Þorgarður noted that the industry has gained significant influence over policy debates in Iceland despite growing public opposition.
“It is unbelievable how much influence this industry has on policymakers. Again and again, rules are bent for these companies while our institutions hesitate to stand up for nature and future generations.”
She emphasized that Iceland still has an opportunity to avoid repeating the environmental damage already experienced in other countries where industrial aquaculture has expanded.
“We still have time to make sure we do not give away our pristine fjords to this industry,” she said. “The Icelandic conservation movement is strong and ready to defend nature, wild salmon, and the ecosystems these operations threaten.”
Defending Small-Scale Fisheries
The action in Reykjavik forms part of a broader global campaign against industrial aquaculture led by social movements through the International Planning Committee for Food Sovereignty.
Movement leaders argue that the rapid expansion of industrial aquaculture threatens the implementation of the FAO Small-Scale Fisheries Guidelines, a landmark international framework adopted in 2014 to protect the rights and livelihoods of small-scale fishing communities.
“World fishers demand change. These private interests are invested in a future where small-scale fisheries don’t exist,” said Herman Kumara, General Secretary of the World Forum of Fisher Peoples.

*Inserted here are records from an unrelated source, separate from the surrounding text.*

// SPDX-License-Identifier: PMPL-1.0-or-later
// Copyright (c) 2026 Jonathan D.A. Jewell (hyperpolymath) <jonathan.jewell@open.ac.uk>
//
// Output encoding — JPEG bytes, kept in memory or published to a file.

use std::io::Write;
use std::path::Path;

use docflat_bridge::traits::OutputEncoder;
use docflat_core::error::PageError;
use docflat_core::types::{Destination, OutputHandle};
use image::DynamicImage;
use image::codecs::jpeg::JpegEncoder as JpegCodec;
use tracing::{debug, instrument};

/// Encodes rectified pages as baseline JPEG.
///
/// File destinations are written to a temporary file in the target directory
/// and renamed into place, so a reader never observes a partial image.
#[derive(Debug, Default, Clone, Copy)]
pub struct JpegEncoder;

impl JpegEncoder {
    pub fn new() -> Self {
        Self
    }
}

impl OutputEncoder for JpegEncoder {
    #[instrument(skip(self, image), fields(width = image.width(), height = image.height()))]
    fn encode(
        &self,
        image: &DynamicImage,
        quality: u8,
        destination: &Destination,
    ) -> Result<OutputHandle, PageError> {
        let bytes = to_jpeg_bytes(image, quality)?;
        match destination {
            Destination::Memory => {
                debug!(bytes = bytes.len(), "Page encoded to memory");
                Ok(OutputHandle::Bytes(bytes))
            }
            Destination::File(path) => {
                persist_atomically(path, &bytes)?;
                debug!(bytes = bytes.len(), path = %path.display(), "Page written");
                Ok(OutputHandle::File(path.clone()))
            }
        }
    }
}

/// Encode `image` as JPEG at `quality` (0-100).
pub fn to_jpeg_bytes(image: &DynamicImage, quality: u8) -> Result<Vec<u8>, PageError> {
    if quality > 100 {
        return Err(PageError::EncodeFailure(format!(
            "quality must be between 0 and 100, got {quality}"
        )));
    }
    // JPEG has no alpha channel; the codec's lowest usable quality is 1.
    let rgb = image.to_rgb8();
    let mut buffer = Vec::new();
    let encoder = JpegCodec::new_with_quality(&mut buffer, quality.max(1));
    rgb.write_with_encoder(encoder)
        .map_err(|err| PageError::EncodeFailure(format!("JPEG encoding failed: {err}")))?;
    Ok(buffer)
}

fn persist_atomically(path: &Path, bytes: &[u8]) -> Result<(), PageError> {
    let io_failure = |err: std::io::Error| {
        PageError::EncodeFailure(format!("failed to write {}: {err}", path.display()))
    };

    let dir = match path.parent() {
        Some(parent) if !parent.as_os_str().is_empty() => parent,
        _ => Path::new("."),
    };
    std::fs::create_dir_all(dir).map_err(io_failure)?;

    let mut staged = tempfile::NamedTempFile::new_in(dir).map_err(io_failure)?;
    staged.write_all(bytes).map_err(io_failure)?;
    staged.as_file().sync_all().map_err(io_failure)?;
    staged.persist(path).map_err(|err| io_failure(err.error))?;
    Ok(())
}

“If we don’t stop this now, resources will go to the pockets of industrial aquaculture instead of supporting sovereign food systems and the communities who actually feed the world.”
Social movements say they will continue organizing globally to defend fishing communities, food sovereignty, and healthy marine ecosystems.
“Aquaculture is not the solution. Securing small-scale fisheries are.”